Closed BKLronin closed 1 year ago
Hi, this is indeed a tricky subject. There are a few things to be aware of.
The "ExposureValue" control does not increase the exposure instantly, it merely sets the AGC target higher (or lower). Thereafter it will take several frames to get there. You might do better to note the exposure time and gain the camera currently has and then to set larger (or smaller) values directly.
Even when you change the exposure time and gain directly, even this takes "a few frames" to happen. Currently there is no particularly good way to check for this other than by examining the metadata in the images you get back, but it is a live topic of discussion within the libcamera project (unfortunately with no resolution as yet).
Thank you very much, I can work with that I think.
So essentially I need to do something like.
EDIT: Looks like there is a capture_metadata function available that get these infos from the running caemraframes after picam start. This seems to be a good source for the apllied settings before cpaturing the array?
Yes, capture_metadata() is what you want to use. That will have the current camera exposure and gain settings. You can then double, halve (or whatever) these numbers and program those directly. Then you'll need to sit there and watch the metadata until you see the numbers you asked for.

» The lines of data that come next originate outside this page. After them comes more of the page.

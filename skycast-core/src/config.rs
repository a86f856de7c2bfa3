use anyhow::{Context, Result, anyhow};
use directories::ProjectDirs;
use serde::{Deserialize, Serialize};
use std::{fs, path::PathBuf};

use crate::model::Language;
use crate::provider::openweather::DEFAULT_BASE_URL;

pub const DEFAULT_CITY: &str = "Taipei";

/// Top-level configuration stored on disk.
///
/// Doubles as the persisted preference store: `last_city` and `language` are
/// read once at startup and written back on every change.
#[derive(Debug, Clone, Serialize, Deserialize)]
pub struct Config {
    /// OpenWeather API key.
    pub api_key: Option<String>,

    /// Provider base URL; overridable for tests and proxies.
    #[serde(default = "default_base_url")]
    pub base_url: String,

    /// City shown when the user has never searched anything.
    #[serde(default = "default_city")]
    pub default_city: String,

    /// Last successfully searched city, persisted across sessions.
    pub last_city: Option<String>,

    /// Preferred UI language tag, persisted across sessions.
    pub language: Option<String>,
}

impl Default for Config {
    fn default() -> Self {
        Self {
            api_key: None,
            base_url: default_base_url(),
            default_city: default_city(),
            last_city: None,
            language: None,
        }
    }
}

fn default_base_url() -> String {
    DEFAULT_BASE_URL.to_string()
}

fn default_city() -> String {
    DEFAULT_CITY.to_string()
}

impl Config {
    /// API key, or a hint about how to set one.
    pub fn require_api_key(&self) -> Result<&str> {
        self.api_key.as_deref().ok_or_else(|| {
            anyhow!(
                "No API key configured.\n\
                 Hint: run `skycast configure` and enter your OpenWeather API key."
            )
        })
    }

    /// City to look up when none was given: the last searched one, falling
    /// back to the configured default.
    pub fn startup_city(&self) -> &str {
        self.last_city.as_deref().unwrap_or(&self.default_city)
    }

    /// Preferred language as a strongly-typed value; unset or unparseable
    /// values fall back to the default language.
    pub fn preferred_language(&self) -> Language {
        self.language
            .as_deref()
            .and_then(|tag| Language::try_from(tag).ok())
            .unwrap_or_default()
    }

    pub fn remember_city(&mut self, city: &str) {
        self.last_city = Some(city.to_string());
    }

    pub fn set_language(&mut self, lang: Language) {
        self.language = Some(lang.as_tag().to_string());
    }

    /// Load config from disk, or return an empty default if it doesn't exist yet.
    pub fn load() -> Result<Self> {
        let path = Self::config_file_path()?;
        if !path.exists() {
            // First run: no config file, return empty.
            return Ok(Self::default());
        }

        let contents = fs::read_to_string(&path)
            .with_context(|| format!("Failed to read config file: {}", path.display()))?;

        let cfg: Config = toml::from_str(&contents)
            .with_context(|| format!("Failed to parse config file: {}", path.display()))?;

        Ok(cfg)
    }

    /// Save config to disk, creating parent directories as needed.
    pub fn save(&self) -> Result<()> {
        let path = Self::config_file_path()?;

        if let Some(parent) = path.parent() {
            fs::create_dir_all(parent).with_context(|| {
                format!("Failed to create config directory: {}", parent.display())
            })?;
        }

        let toml =
            toml::to_string_pretty(self).context("Failed to serialize configuration to TOML")?;

        fs::write(&path, toml)
            .with_context(|| format!("Failed to write config file: {}", path.display()))?;

        Ok(())
    }

    /// Path to the config file.
    pub fn config_file_path() -> Result<PathBuf> {
        let dirs = ProjectDirs::from("dev", "skycast", "skycast-cli")
            .ok_or_else(|| anyhow!("Could not determine platform config directory"))?;

        Ok(dirs.config_dir().join("config.toml"))
    }
}

#[cfg(test)]
mod tests {
    use super::*;

    #[test]
    fn missing_api_key_errors_with_hint() {
        let cfg = Config::default();
        let err = cfg.require_api_key().unwrap_err();

        assert!(err.to_string().contains("No API key configured"));
        assert!(err.to_string().contains("Hint: run `skycast configure`"));
    }

    #[test]
    fn startup_city_prefers_last_searched() {
        let mut cfg = Config::default();
        assert_eq!(cfg.startup_city(), DEFAULT_CITY);

        cfg.remember_city("London");
        assert_eq!(cfg.startup_city(), "London");
    }

    #[test]
    fn preferred_language_falls_back_on_bad_tag() {
        let mut cfg = Config::default();
        assert_eq!(cfg.preferred_language(), Language::ChineseTraditional);

        cfg.set_language(Language::English);
        assert_eq!(cfg.preferred_language(), Language::English);

        cfg.language = Some("klingon".to_string());
        assert_eq!(cfg.preferred_language(), Language::ChineseTraditional);
    }

    #[test]
    fn preferences_survive_a_toml_roundtrip() {
        let mut cfg = Config::default();
        cfg.api_key = Some("KEY".to_string());
        cfg.remember_city("Tokyo");
        cfg.set_language(Language::English);

        let serialized = toml::to_string_pretty(&cfg).unwrap();
        let restored: Config = toml::from_str(&serialized).unwrap();

        assert_eq!(restored.api_key.as_deref(), Some("KEY"));
        assert_eq!(restored.startup_city(), "Tokyo");
        assert_eq!(restored.preferred_language(), Language::English);
    }

    #[test]
    fn empty_file_parses_with_defaults() {
        let cfg: Config = toml::from_str("").unwrap();
        assert_eq!(cfg.base_url, DEFAULT_BASE_URL);
        assert_eq!(cfg.default_city, DEFAULT_CITY);
        assert!(cfg.api_key.is_none());
    }
}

As I said, there is a discussion going on here within the libcamera project, and we've made proposals for what we'd like to see happen, but it's still a work in progress.
That will be sufficient for my project. Currently the hardware HDR outperfroms my alghoritm and it is a lot faster. Mine takes like 10 minutes. So I might fallback to the hardware HDR or wherever the cam does this.
Picamera in general is super nice, I was essentially fascinated by the ease of ho you could directly contrl a camera with python. That has been a problem for many years and with the picamera 3 there is finally a really capable cam on the market to actually use it.
If the camera_controls just would return some kind of 'OK' like a cnc controller that would be awesome though.
For completion, this is how I implemented it: https://github.com/BKLronin/numpyHDR/blob/main/picamburst.py
Looks good! One thing to note is that you can capture the frames more quickly if you're prepared to send the next exposure time before you've received the previous one. But that is more complicated because you start to get the "what if the exposure time I asked for doesn't show up" problem - because the camera is quite hard realtime, but Linux isn't, you aren't completely guaranteed to get every single thing you ask for (though you are guaranteed to get the final thing that you send, if that makes sense).
I think I understood roughly what you mean. As it is a queue that get send or received I could track on my end when a I did a certain thing and pass it before I get the ok for the previous one. Pretty much a Gcode queue for cnc :P
I identifeid something else, I moved the capture point from the first array after the manual gain and ae lock. So its a bit faster now.
Hi!
Iḿ currently using the regular commaline version to capture these 3 exposures. However it is rather slow so using this library instead and cpaturing to 3 different numpy arrays and then saving tham all three should be faster.
For some reason I can´t set camera controls properly. This part is really confusing with the different methods and the still configurations beforehand.
I tried making 3 configurations for each and then tried to capture with the picam2.capture_arrays method but it seems this only for preview and main so different streams not different configurations.